If the American economy was an Indy car, we would be driving in second gear. Our powerful, well-tuned vehicle would be picking up speed rapidly, with much of the power under our hood yet to be fully engaged.

This is the type of image that comes to mind from the most recent report on small business credit trends from Experian and Moody's Analytics. The Small Business Credit Index for Q2 2014 shows many economic sectors in their best positions since 2007.

Job growth is up. Delinquency rates are down. Consumer confidence is at its highest level since the current recovery began in 2009. With that said, it is merely a step in the right direction. The economy still has a long way to go before it can be considered fully recovered.

Highlights from the Experian/Moody's Analytics Small Business Credit Index include:

·     In Q2, small business delinquencies — loan payments made more than 30 days past their due date — dropped to 9.3% from 9.7% the previous quarter

·     The average commercial risk score was 61.4 in Q2, up 5.8% from the same period in 2013

·     Small-business bankruptcy rates have decreased by nearly 12% in the second quarter of 2014 from the previous year

·     In the second quarter of the year, small businesses have reduced the number of days that they paid bills beyond contracted terms by 4.5% from a year earlier

·     Job growth in Q2 averaged 277,000 jobs per month, far surpassing the 190,000-job average monthly growth in Q1

A Review by Industry

In terms of their ability to pay down existing debt, small businesses in the finance sector are in the nation’s healthiest industry, with approximately 7.5% of account balances past due. They are followed closely by small businesses in the agriculture and general services industries.
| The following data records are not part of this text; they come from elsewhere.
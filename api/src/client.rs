use crate::normalize::{normalize_ongoing_games, normalize_recent_games, normalize_stats};
use crate::pubapi::{
    ArchiveGamesResponse, ArchivesResponse, CountryResponse, CurrentGamesResponse, StatsResponse,
    TitledPlayersResponse,
};
use crate::{GameLists, PlayerProfile, ProfileData, Title};
use log::debug;
use reqwest::header::{ACCEPT, CACHE_CONTROL};
use reqwest::{Client, StatusCode, Url};
use serde::de::DeserializeOwned;
use std::fmt;
use std::future::Future;
use tokio_util::sync::CancellationToken;

pub type ApiResult<T> = Result<T, ApiError>;

pub const DEFAULT_BASE_URL: &str = "https://api.chess.com";

/// Client for the chess.com published-data API.
#[derive(Debug, Clone)]
pub struct ChessApi {
    client: Client,
    base_url: String,
}

impl Default for ChessApi {
    fn default() -> Self {
        Self::with_base_url(DEFAULT_BASE_URL)
    }
}

#[derive(Debug)]
pub enum ApiError {
    Network(reqwest::Error, String),
    Status(StatusCode, String),
    Parsing(reqwest::Error, String),
    InvalidUsername(String),
    InvalidBaseUrl(String),
    Cancelled,
}

impl ApiError {
    /// HTTP status of a non-success response, if that is what failed.
    pub fn status(&self) -> Option<StatusCode> {
        match self {
            ApiError::Status(status, _) => Some(*status),
            _ => None,
        }
    }
}

impl fmt::Display for ApiError {
    fn fmt(&self, f: &mut fmt::Formatter<'_>) -> fmt::Result {
        match self {
            ApiError::Network(e, url) => write!(f, "Network error for {url}: {e}"),
            ApiError::Status(status, url) => write!(f, "HTTP {} for {url}", status.as_u16()),
            ApiError::Parsing(e, url) => write!(f, "Parse error for {url}: {e}"),
            ApiError::InvalidUsername(name) => write!(f, "Invalid username: {name:?}"),
            ApiError::InvalidBaseUrl(url) => write!(f, "Invalid base URL: {url:?}"),
            ApiError::Cancelled => write!(f, "Request cancelled"),
        }
    }
}

impl std::error::Error for ApiError {
    fn source(&self) -> Option<&(dyn std::error::Error + 'static)> {
        match self {
            ApiError::Network(e, _) | ApiError::Parsing(e, _) => Some(e),
            _ => None,
        }
    }
}

impl ChessApi {
    pub fn new() -> Self {
        Self::default()
    }

    /// Point the client at another deployment of the API (or a test server).
    pub fn with_base_url(base_url: impl Into<String>) -> Self {
        Self {
            client: Client::builder()
                .user_agent(concat!("gmtui/", env!("CARGO_PKG_VERSION"), " (terminal player directory)"))
                .build()
                .unwrap_or_default(),
            base_url: base_url.into().trim_end_matches('/').to_owned(),
        }
    }

    pub fn base_url(&self) -> &str {
        &self.base_url
    }

    /// Fetch the usernames holding `title`, sorted case-insensitively.
    pub async fn fetch_titled_players(&self, title: Title) -> ApiResult<Vec<String>> {
        let url = format!("{}/pub/titled/{}", self.base_url, title.as_str());
        let raw: TitledPlayersResponse = self.get(&url, None).await?;
        debug!("directory {}: {} players", title.as_str(), raw.players.len());
        Ok(sort_players(raw.players))
    }

    /// Build the profile page view model for `username`.
    ///
    /// The profile, stats, current-games and archive-index lookups are issued
    /// together. Only the profile is required: its failure fails the call, while
    /// any failure in the other lookups (or in the follow-up country and archive
    /// period fetches) just leaves that part of the result empty.
    ///
    /// `cancel` reaches every outbound request; once it fires the call returns
    /// [`ApiError::Cancelled`].
    pub async fn fetch_profile_data(
        &self,
        username: &str,
        cancel: Option<&CancellationToken>,
    ) -> ApiResult<ProfileData> {
        let username = username.trim();
        if username.is_empty() || username.contains('/') {
            return Err(ApiError::InvalidUsername(username.to_owned()));
        }

        let player_url = self.player_url(username)?.to_string();
        let stats_url = format!("{player_url}/stats");
        let games_url = format!("{player_url}/games");
        let archives_url = format!("{player_url}/games/archives");

        let (profile, stats, current_games, archives) = tokio::join!(
            self.get::<PlayerProfile>(&player_url, cancel),
            self.get_optional::<StatsResponse>(&stats_url, cancel),
            self.get_optional::<CurrentGamesResponse>(&games_url, cancel),
            self.get_optional::<ArchivesResponse>(&archives_url, cancel),
        );
        let player = profile?;
        let viewer = player.viewer_key();

        let (country_name, latest_archive) = tokio::join!(
            self.fetch_country_name(player.country.as_deref(), cancel),
            self.fetch_latest_archive(archives, cancel),
        );

        if cancel.is_some_and(CancellationToken::is_cancelled) {
            return Err(ApiError::Cancelled);
        }

        let stats = normalize_stats(stats.as_ref());
        let ongoing = normalize_ongoing_games(current_games.as_ref(), &viewer);
        let recent = normalize_recent_games(latest_archive.as_ref(), &viewer);
        debug!(
            "profile {username}: country={} stats={} ongoing={} recent={}",
            country_name.is_some(),
            stats.is_some(),
            ongoing.is_some(),
            recent.is_some()
        );

        let games = (ongoing.is_some() || recent.is_some()).then_some(GameLists { ongoing, recent });
        Ok(ProfileData {
            player,
            country_name,
            stats,
            games,
        })
    }

    async fn fetch_country_name(
        &self,
        country_url: Option<&str>,
        cancel: Option<&CancellationToken>,
    ) -> Option<String> {
        let url = country_url.filter(|u| !u.is_empty())?;
        self.get_optional::<CountryResponse>(url, cancel)
            .await?
            .name
    }

    /// Only the most recent period is read; earlier ones are never merged in.
    /// A last entry that is not a non-empty string means no recent games.
    async fn fetch_latest_archive(
        &self,
        index: Option<ArchivesResponse>,
        cancel: Option<&CancellationToken>,
    ) -> Option<ArchiveGamesResponse> {
        let index = index?;
        let url = index.archives.last()?.as_str().filter(|u| !u.is_empty())?;
        self.get_optional(url, cancel).await
    }

    /// `{base}/pub/player/{username}` with the username percent-encoded as one segment.
    fn player_url(&self, username: &str) -> ApiResult<Url> {
        let invalid = || ApiError::InvalidBaseUrl(self.base_url.clone());
        let mut url = Url::parse(&self.base_url).map_err(|_| invalid())?;
        url.path_segments_mut()
            .map_err(|_| invalid())?
            .pop_if_empty()
            .extend(["pub", "player", username]);
        Ok(url)
    }

    async fn get<T: DeserializeOwned>(
        &self,
        url: &str,
        cancel: Option<&CancellationToken>,
    ) -> ApiResult<T> {
        until_cancelled(cancel, async {
            let response = self
                .client
                .get(url)
                .header(ACCEPT, "application/json")
                .header(CACHE_CONTROL, "no-cache")
                .send()
                .await
                .map_err(|e| ApiError::Network(e, url.to_owned()))?;

            let status = response.status();
            if !status.is_success() {
                return Err(ApiError::Status(status, url.to_owned()));
            }
            response
                .json::<T>()
                .await
                .map_err(|e| ApiError::Parsing(e, url.to_owned()))
        })
        .await
    }

    /// Like [`Self::get`], but any failure degrades to `None`.
    async fn get_optional<T: DeserializeOwned>(
        &self,
        url: &str,
        cancel: Option<&CancellationToken>,
    ) -> Option<T> {
        match self.get(url, cancel).await {
            Ok(value) => Some(value),
            Err(e) => {
                debug!("optional lookup skipped: {e}");
                None
            }
        }
    }
}

async fn until_cancelled<T>(
    cancel: Option<&CancellationToken>,
    request: impl Future<Output = ApiResult<T>>,
) -> ApiResult<T> {
    let Some(token) = cancel else {
        return request.await;
    };
    tokio::select! {
        biased;
        _ = token.cancelled() => Err(ApiError::Cancelled),
        result = request => result,
    }
}

fn sort_players(mut players: Vec<String>) -> Vec<String> {
    players.sort_by(|a, b| {
        a.to_lowercase()
            .cmp(&b.to_lowercase())
            .then_with(|| a.cmp(b))
    });
    players
}
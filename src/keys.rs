use crate::app::{App, MenuItem};
use crate::state::messages::NetworkRequest;
use crossterm::event::KeyCode::Char;
use crossterm::event::{KeyCode, KeyEvent, KeyModifiers};
use std::sync::Arc;
use tokio::sync::{Mutex, mpsc};

const PAGE_STEP: usize = 10;

pub async fn handle_key_bindings(
    key_event: KeyEvent,
    app: &Arc<Mutex<App>>,
    network_requests: &mpsc::Sender<NetworkRequest>,
) {
    let mut guard = app.lock().await;

    if key_event.code == Char('c') && key_event.modifiers.contains(KeyModifiers::CONTROL) {
        crate::cleanup_terminal();
        std::process::exit(0);
    }

    // Filter input swallows printable keys until Enter or Esc.
    if guard.state.active_tab == MenuItem::Directory && guard.state.directory.filtering {
        match key_event.code {
            KeyCode::Enter => guard.finish_filter(),
            KeyCode::Esc => guard.state.directory.clear_filter(),
            KeyCode::Backspace => guard.state.directory.pop_filter(),
            KeyCode::Down => guard.directory_down(1),
            KeyCode::Up => guard.directory_up(1),
            Char(c) => guard.state.directory.push_filter(c),
            _ => {}
        }
        return;
    }

    let mut request = None;

    match (guard.state.active_tab, key_event.code, key_event.modifiers) {
        // Quit
        (_, Char('q'), _) => {
            crate::cleanup_terminal();
            std::process::exit(0);
        }

        (_, Char('?'), _) => guard.update_tab(MenuItem::Help),
        (MenuItem::Help, KeyCode::Esc | KeyCode::Backspace, _) => guard.exit_help(),

        // Directory navigation
        (MenuItem::Directory, Char('j') | KeyCode::Down, _) => guard.directory_down(1),
        (MenuItem::Directory, Char('k') | KeyCode::Up, _) => guard.directory_up(1),
        (MenuItem::Directory, KeyCode::PageDown, _) => guard.directory_down(PAGE_STEP),
        (MenuItem::Directory, KeyCode::PageUp, _) => guard.directory_up(PAGE_STEP),
        (MenuItem::Directory, Char('/'), _) => guard.start_filter(),
        (MenuItem::Directory, KeyCode::Esc, _) => guard.state.directory.clear_filter(),
        (MenuItem::Directory, Char('t'), _) => {
            let title = guard.cycle_title();
            request = Some(NetworkRequest::LoadDirectory { title });
        }
        (MenuItem::Directory, Char('r'), _) => {
            let title = guard.state.directory.title;
            request = Some(NetworkRequest::LoadDirectory { title });
        }
        (MenuItem::Directory, KeyCode::Enter, _) => {
            if let Some(username) = guard.open_selected_player() {
                request = Some(NetworkRequest::LoadProfile { username });
            }
        }

        // Profile page
        (MenuItem::Profile, Char('j') | KeyCode::Down, _) => guard.profile_scroll_down(),
        (MenuItem::Profile, Char('k') | KeyCode::Up, _) => guard.profile_scroll_up(),
        (MenuItem::Profile, Char('r'), _) => {
            if let Some(username) = guard.reload_profile() {
                request = Some(NetworkRequest::LoadProfile { username });
            }
        }
        (MenuItem::Profile, KeyCode::Esc | KeyCode::Backspace, _) => {
            if guard.back_to_directory() {
                request = Some(NetworkRequest::CancelProfile);
            }
        }

        // Global
        (_, Char('f'), _) => guard.toggle_full_screen(),
        (_, Char('"'), _) => guard.toggle_show_logs(),

        _ => {}
    }

    if let Some(request) = request {
        drop(guard);
        let _ = network_requests.send(request).await;
    }
}
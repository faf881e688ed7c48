use tui::layout::{Constraint, Layout, Rect, Size};
pub const TAB_BAR_HEIGHT: u16 = 3;
pub const LOG_PANE_HEIGHT: u16 = 8;

/// Pre-computed layout areas for the main draw loop.
pub struct LayoutAreas {
    pub tab_bar: [Rect; 2],
    pub main: Rect,
    /// Zero-sized unless the log pane is toggled on.
    pub logs: Rect,
}

impl LayoutAreas {
    pub fn new(size: Size) -> Self {
        let rect = Rect::new(0, 0, size.width, size.height);
        Self::from_rect(rect, false, false)
    }

    pub fn update(&mut self, area: Rect, full_screen: bool, show_logs: bool) {
        *self = Self::from_rect(area, full_screen, show_logs);
    }

    fn from_rect(area: Rect, full_screen: bool, show_logs: bool) -> Self {
        let (body, logs) = Self::split_logs(area, show_logs);

        if full_screen {
            return LayoutAreas {
                tab_bar: [Rect::ZERO, Rect::ZERO],
                main: body,
                logs,
            };
        }

        let [tab, main] = Layout::vertical([
            Constraint::Length(TAB_BAR_HEIGHT),
            Constraint::Fill(1),
        ])
        .areas(body);

        LayoutAreas {
            tab_bar: Self::split_tab_bar(tab),
            main,
            logs,
        }
    }

    fn split_logs(area: Rect, show_logs: bool) -> (Rect, Rect) {
        if !show_logs {
            return (area, Rect::ZERO);
        }
        let [body, logs] =
            Layout::vertical([Constraint::Fill(1), Constraint::Length(LOG_PANE_HEIGHT)]).areas(area);
        (body, logs)
    }

    fn split_tab_bar(area: Rect) -> [Rect; 2] {
        Layout::horizontal([Constraint::Percentage(85), Constraint::Percentage(15)]).areas(area)
    }
}

#[cfg(test)]
mod tests {
    use super::*;

    #[test]
    fn log_pane_takes_bottom_rows() {
        let area = Rect::new(0, 0, 80, 40);
        let layout = LayoutAreas::from_rect(area, false, true);
        assert_eq!(layout.logs.height, LOG_PANE_HEIGHT);
        assert_eq!(layout.logs.y, 40 - LOG_PANE_HEIGHT);
        assert_eq!(layout.main.y, TAB_BAR_HEIGHT);
        assert_eq!(layout.main.height, 40 - LOG_PANE_HEIGHT - TAB_BAR_HEIGHT);
    }

    #[test]
    fn full_screen_hides_tab_bar() {
        let area = Rect::new(0, 0, 80, 40);
        let layout = LayoutAreas::from_rect(area, true, false);
        assert_eq!(layout.main, area);
        assert_eq!(layout.tab_bar[0], Rect::ZERO);
        assert_eq!(layout.logs, Rect::ZERO);
    }
}
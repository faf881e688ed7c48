use chrono::{DateTime, Utc};
use std::fmt::Display;

pub const DASH: &str = "—";

/// `Mon DD, YYYY`, or a dash when the epoch is absent or not positive.
pub fn fmt_date(epoch: Option<i64>) -> String {
    epoch
        .filter(|secs| *secs > 0)
        .and_then(|secs| DateTime::from_timestamp(secs, 0))
        .map(|t| t.format("%b %d, %Y").to_string())
        .unwrap_or_else(|| DASH.to_string())
}

pub fn fmt_datetime(at: DateTime<Utc>) -> String {
    at.format("%b %d, %Y %H:%M UTC").to_string()
}

/// Elapsed wall time as `HH:MM:SS`. Hours are not wrapped; future times clamp to zero.
pub fn format_elapsed(since: DateTime<Utc>, now: DateTime<Utc>) -> String {
    let total = (now - since).num_seconds().max(0);
    let hours = total / 3600;
    let minutes = (total % 3600) / 60;
    let seconds = total % 60;
    format!("{hours:02}:{minutes:02}:{seconds:02}")
}

/// Groups digits in threes: `12345` → `12,345`.
pub fn format_count(n: u64) -> String {
    let digits = n.to_string();
    let mut out = String::with_capacity(digits.len() + digits.len() / 3);
    for (i, c) in digits.chars().enumerate() {
        if i > 0 && (digits.len() - i) % 3 == 0 {
            out.push(',');
        }
        out.push(c);
    }
    out
}

pub fn or_dash<T: Display>(value: Option<T>) -> String {
    value.map_or_else(|| DASH.to_string(), |v| v.to_string())
}
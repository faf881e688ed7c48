use crate::state::network::LoadingState;
use chesscom_api::{ProfileData, Title};
use crossterm::event::KeyEvent;

#[derive(Debug, Clone)]
pub enum NetworkRequest {
    LoadDirectory { title: Title },
    /// Supersedes (and cancels) any profile load still in flight.
    LoadProfile { username: String },
    CancelProfile,
}

#[derive(Debug)]
pub enum NetworkResponse {
    LoadingStateChanged { loading_state: LoadingState },
    DirectoryLoaded { title: Title, players: Vec<String> },
    ProfileLoaded { username: String, data: Box<ProfileData> },
    ProfileFailed { username: String, message: String },
    Error { message: String },
}

#[derive(Debug, Clone)]
pub enum UiEvent {
    KeyPressed(KeyEvent),
    Resize,
    AppStarted,
    /// Once per second; drives the last-online clock.
    ClockTick,
}
mod app;
mod components;
mod draw;
mod keys;
mod state;
mod ui;

use crate::app::{App, MenuItem};
use crate::state::messages::{NetworkRequest, NetworkResponse, UiEvent};
use crate::state::network::{LoadingState, NetworkWorker};
use chesscom_api::client::ChessApi;
use crossterm::event::{self as crossterm_event, Event};
use crossterm::{cursor, execute, terminal};
use log::{error, info};
use std::io::Stdout;
use std::sync::Arc;
use std::{io, panic};
use tokio::sync::{Mutex, mpsc};
use tokio::time::Duration;
use tui::{Terminal, backend::CrosstermBackend};

#[tokio::main]
async fn main() -> anyhow::Result<()> {
    let Some(start_profile) = handle_cli_args() else {
        return Ok(());
    };

    better_panic::install();

    let backend = CrosstermBackend::new(io::stdout());
    let terminal = Terminal::new(backend)?;

    setup_panic_hook();
    setup_terminal()?;

    tui_logger::init_logger(log::LevelFilter::Trace)?;
    log::set_max_level(log::LevelFilter::Error);
    tui_logger::set_default_level(log::LevelFilter::Error);

    let app = App::new();
    info!("using directory service at {}", app.settings.api_base);
    let client = ChessApi::with_base_url(&app.settings.api_base);
    let app = Arc::new(Mutex::new(app));

    let (ui_event_tx, ui_event_rx) = mpsc::channel::<UiEvent>(100);
    let (network_req_tx, network_req_rx) = mpsc::channel::<NetworkRequest>(100);
    let (network_resp_tx, network_resp_rx) = mpsc::channel::<NetworkResponse>(100);

    // Input handler thread
    let input_handler = tokio::spawn(input_handler_task(ui_event_tx.clone()));

    // Network thread
    let network_worker = NetworkWorker::new(client, network_req_rx, network_resp_tx);
    let network_task = tokio::spawn(network_worker.run());

    // Clock tick thread for the last-active display
    let clock_tx = ui_event_tx.clone();
    let clock_task = tokio::spawn(async move {
        let mut interval = tokio::time::interval(Duration::from_secs(1));
        loop {
            interval.tick().await;
            if clock_tx.send(UiEvent::ClockTick).await.is_err() {
                break;
            }
        }
    });

    // Trigger directory (and optional profile) load on startup
    let _ = ui_event_tx.send(UiEvent::AppStarted).await;

    main_ui_loop(
        terminal,
        app,
        start_profile,
        ui_event_rx,
        network_req_tx,
        network_resp_rx,
    )
    .await;

    input_handler.abort();
    network_task.abort();
    clock_task.abort();

    Ok(())
}

/// `None` when the process should exit without starting the UI.
/// Otherwise carries the optional username to open on start.
fn handle_cli_args() -> Option<Option<String>> {
    let mut args = std::env::args().skip(1);
    let Some(arg) = args.next() else {
        return Some(None);
    };

    match arg.as_str() {
        "-h" | "--help" => {
            println!("{}", usage_text());
            None
        }
        "-V" | "--version" => {
            println!("gmtui {}", env!("CARGO_PKG_VERSION"));
            None
        }
        _ if arg.starts_with('-') || args.next().is_some() => {
            eprintln!("Unknown argument: {arg}\n\n{}", usage_text());
            std::process::exit(2);
        }
        _ => Some(Some(arg)),
    }
}

fn usage_text() -> &'static str {
    "gmtui - chess.com titled player directory in the terminal

Usage:
  gmtui [USERNAME]
  gmtui --help
  gmtui --version

Arguments:
  USERNAME   Open this player's profile on start

Environment:
  GMTUI_API_BASE   Directory service base URL (default https://api.chess.com)
  GMTUI_TITLE      Initial title: GM, WGM, IM, WIM, FM, WFM, NM, WNM, CM, WCM (default GM)
  GMTUI_LOG        Log level: error, warn, info, debug, trace (default error)"
}

async fn main_ui_loop(
    mut terminal: Terminal<CrosstermBackend<Stdout>>,
    app: Arc<Mutex<App>>,
    start_profile: Option<String>,
    mut ui_events: mpsc::Receiver<UiEvent>,
    network_requests: mpsc::Sender<NetworkRequest>,
    mut network_responses: mpsc::Receiver<NetworkResponse>,
) {
    let mut loading = LoadingState::default();
    let mut start_profile = start_profile;

    loop {
        tokio::select! {
            Some(ui_event) = ui_events.recv() => {
                let should_redraw =
                    handle_ui_event(ui_event, &app, &mut start_profile, &network_requests).await;
                if should_redraw && !loading.is_loading {
                    let mut app_guard = app.lock().await;
                    draw::draw(&mut terminal, &mut app_guard, loading);
                }
            }

            Some(response) = network_responses.recv() => {
                let should_redraw = handle_network_response(response, &app, &mut loading).await;
                if should_redraw {
                    let mut app_guard = app.lock().await;
                    draw::draw(&mut terminal, &mut app_guard, loading);
                }
            }
        }
    }
}

async fn handle_ui_event(
    ui_event: UiEvent,
    app: &Arc<Mutex<App>>,
    start_profile: &mut Option<String>,
    network_requests: &mpsc::Sender<NetworkRequest>,
) -> bool {
    match ui_event {
        UiEvent::AppStarted => {
            let mut guard = app.lock().await;
            let title = guard.state.directory.title;
            let username = start_profile.take();
            if let Some(username) = username.as_ref() {
                guard.open_profile(username.clone());
            }
            drop(guard);

            let _ = network_requests.send(NetworkRequest::LoadDirectory { title }).await;
            if let Some(username) = username {
                let _ = network_requests.send(NetworkRequest::LoadProfile { username }).await;
            }
            true
        }
        UiEvent::KeyPressed(key_event) => {
            keys::handle_key_bindings(key_event, app, network_requests).await;
            true
        }
        UiEvent::Resize => true,
        UiEvent::ClockTick => {
            let mut guard = app.lock().await;
            guard.on_clock_tick(chrono::Utc::now());
            guard.state.active_tab == MenuItem::Profile && guard.state.profile.data().is_some()
        }
    }
}

async fn handle_network_response(
    response: NetworkResponse,
    app: &Arc<Mutex<App>>,
    loading: &mut LoadingState,
) -> bool {
    match response {
        NetworkResponse::LoadingStateChanged { loading_state } => {
            *loading = loading_state;
            return true;
        }
        NetworkResponse::DirectoryLoaded { title, players } => {
            info!("loaded {} {} players", players.len(), title.as_str());
            let mut guard = app.lock().await;
            guard.on_directory_loaded(title, players);
        }
        NetworkResponse::ProfileLoaded { username, data } => {
            let mut guard = app.lock().await;
            guard.on_profile_loaded(&username, data);
        }
        NetworkResponse::ProfileFailed { username, message } => {
            error!("Profile load for {username} failed: {message}");
            let mut guard = app.lock().await;
            guard.on_profile_failed(username, message);
        }
        NetworkResponse::Error { message } => {
            error!("Network error: {message}");
            let mut guard = app.lock().await;
            guard.on_error(message);
        }
    }
    !loading.is_loading
}

async fn input_handler_task(ui_events: mpsc::Sender<UiEvent>) {
    loop {
        let event = tokio::task::spawn_blocking(crossterm_event::read).await;
        if let Ok(Ok(event)) = event {
            let ui_event = match event {
                Event::Key(key_event) => Some(UiEvent::KeyPressed(key_event)),
                Event::Resize(_, _) => Some(UiEvent::Resize),
                _ => None,
            };

            if let Some(ui_event) = ui_event
                && ui_events.send(ui_event).await.is_err()
            {
                break;
            }
        }
    }
}

fn setup_terminal() -> io::Result<()> {
    let mut stdout = io::stdout();
    execute!(stdout, cursor::Hide)?;
    execute!(stdout, terminal::EnterAlternateScreen)?;
    execute!(stdout, terminal::Clear(terminal::ClearType::All))?;
    terminal::enable_raw_mode()
}

/// Best-effort restore; runs on quit and from the panic hook.
pub fn cleanup_terminal() {
    let mut stdout = io::stdout();
    let _ = execute!(stdout, cursor::MoveTo(0, 0));
    let _ = execute!(stdout, terminal::Clear(terminal::ClearType::All));
    let _ = execute!(stdout, terminal::LeaveAlternateScreen);
    let _ = execute!(stdout, cursor::Show);
    let _ = terminal::disable_raw_mode();
}

fn setup_panic_hook() {
    panic::set_hook(Box::new(|panic_info| {
        cleanup_terminal();
        better_panic::Settings::auto().create_panic_handler()(panic_info);
    }));
}
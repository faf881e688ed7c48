pub mod format;
pub mod layout;
use crate::app::MenuItem;
use chesscom_api::{ProfileData, Title};
use chrono::{DateTime, Utc};

// ---------------------------------------------------------------------------
// Directory state
// ---------------------------------------------------------------------------

#[derive(Debug, Default)]
pub struct DirectoryState {
    pub title: Title,
    /// Sorted as received from the API client.
    pub players: Vec<String>,
    pub loaded: bool,
    /// Index into `visible_players()`, not `players`.
    pub selected: usize,
    pub filter: String,
    pub filtering: bool,
}

impl DirectoryState {
    pub fn load(&mut self, title: Title, players: Vec<String>) {
        self.title = title;
        self.players = players;
        self.loaded = true;
        self.selected = 0;
    }

    /// Switch title; the list is cleared until the new directory arrives.
    pub fn cycle_title(&mut self) -> Title {
        self.title = self.title.next();
        self.players.clear();
        self.loaded = false;
        self.selected = 0;
        self.title
    }

    pub fn visible_players(&self) -> Vec<&str> {
        let needle = self.filter.trim().to_lowercase();
        self.players
            .iter()
            .map(String::as_str)
            .filter(|p| needle.is_empty() || p.to_lowercase().contains(&needle))
            .collect()
    }

    pub fn selected_player(&self) -> Option<String> {
        self.visible_players()
            .get(self.selected)
            .map(|p| p.to_string())
    }

    pub fn select_next(&mut self, step: usize) {
        let max = self.visible_players().len().saturating_sub(1);
        self.selected = (self.selected + step).min(max);
    }

    pub fn select_prev(&mut self, step: usize) {
        self.selected = self.selected.saturating_sub(step);
    }

    pub fn push_filter(&mut self, c: char) {
        self.filter.push(c);
        self.selected = 0;
    }

    pub fn pop_filter(&mut self) {
        self.filter.pop();
        self.selected = 0;
    }

    pub fn clear_filter(&mut self) {
        self.filter.clear();
        self.filtering = false;
        self.selected = 0;
    }
}

// ---------------------------------------------------------------------------
// Profile state
// ---------------------------------------------------------------------------

#[derive(Debug, Default)]
pub enum ProfileStatus {
    #[default]
    Idle,
    Loading { username: String },
    Loaded(Box<ProfileData>),
    Failed { username: String, message: String },
}

#[derive(Debug, Default)]
pub struct ProfileState {
    pub status: ProfileStatus,
    pub scroll_offset: u16,
}

impl ProfileState {
    pub fn start_loading(&mut self, username: String) {
        self.status = ProfileStatus::Loading { username };
        self.scroll_offset = 0;
    }

    /// Username of the page being shown or loaded.
    pub fn username(&self) -> Option<&str> {
        match &self.status {
            ProfileStatus::Idle => None,
            ProfileStatus::Loading { username } | ProfileStatus::Failed { username, .. } => {
                Some(username.as_str())
            }
            ProfileStatus::Loaded(data) => Some(data.player.username.as_str()),
        }
    }

    /// Responses for a profile other than the one being loaded are stale.
    pub fn is_awaiting(&self, username: &str) -> bool {
        matches!(
            &self.status,
            ProfileStatus::Loading { username: pending } if pending.eq_ignore_ascii_case(username)
        )
    }

    pub fn is_loading(&self) -> bool {
        matches!(self.status, ProfileStatus::Loading { .. })
    }

    pub fn data(&self) -> Option<&ProfileData> {
        match &self.status {
            ProfileStatus::Loaded(data) => Some(&**data),
            _ => None,
        }
    }
}

// ---------------------------------------------------------------------------
// Root app state
// ---------------------------------------------------------------------------

#[derive(Debug)]
pub struct AppState {
    pub active_tab: MenuItem,
    pub previous_tab: MenuItem,
    pub show_logs: bool,
    pub last_error: Option<String>,
    pub directory: DirectoryState,
    pub profile: ProfileState,
    /// Wall clock as of the last tick; only used for elapsed-time display.
    pub now: DateTime<Utc>,
}

impl AppState {
    pub fn new(title: Title) -> Self {
        Self {
            active_tab: MenuItem::default(),
            previous_tab: MenuItem::default(),
            show_logs: false,
            last_error: None,
            directory: DirectoryState { title, ..Default::default() },
            profile: ProfileState::default(),
            now: Utc::now(),
        }
    }
}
Conversely, small businesses in the construction, administrative and transportation sectors are still having difficulty paying bills in a timely manner, with the latter having nearly 18% of its account balances past due.

However, despite being in the bottom three, the construction sector showed significant improvement in paying down debt in the second quarter. Much of this improvement can be attributed to the improving housing market, which showed healthy gains in Q2 following a major downturn during the unusually frigid winter of Q1 2014. Although construction spending saw a large 1% drop in June, it ended the second quarter 1% higher.

The Commerce Department reports that construction spending rose in 11 of the past 13 months, and this activity is providing support for the rest of the economy.

A Review by Geography

From a regional perspective, economic activity remains healthiest in the Northeast and the West and poorest in the far South, particularly Florida. Wages in Florida refuse to budge, and this lack of consumer buying power is hampering any kind of meaningful small business growth.

On the other hand, Illinois, which for months has been in the doldrums along with Florida, is finally showing signs of resurgence. This is particularly true in downstate Illinois, which is benefitting from an increased demand for manufactured goods, especially automobiles, both domestically and overseas. The share of balances paid late by small businesses in Illinois decreased to 18.8% in the second quarter of 2014. Additionally, despite ranking 48th among all 50 states in the number of days it takes to pay bills past contracted terms, Illinois saw the third largest improvement from the previous year.

One area not likely to improve soon is the District of Columbia. Sequestration, which is still very much in place, has cut the legs out from beneath government-dependent businesses in and around our nation’s capital. Discretionary spending — what matters most for the local economy — will reach an all-time low in fiscal 2014.

What This Means to You

Improvements in delinquency rates and risk scores grouped with a reduction in the number of days it takes small businesses to pay their bills and a lowering of bankruptcy rates is all good news for lenders and suppliers. These companies can have greater confidence when extending credit to small businesses.

As we move forward through the rest of 2014, it will be important, however, to keep an eye on these trends to see how they fluctuate. If they continue to move in a positive direction, small-business lenders and suppliers can rest easy as they shift their lending practices into the next gear.


Joel Pruis is a senior business consultant at Experian’s Business Information Services.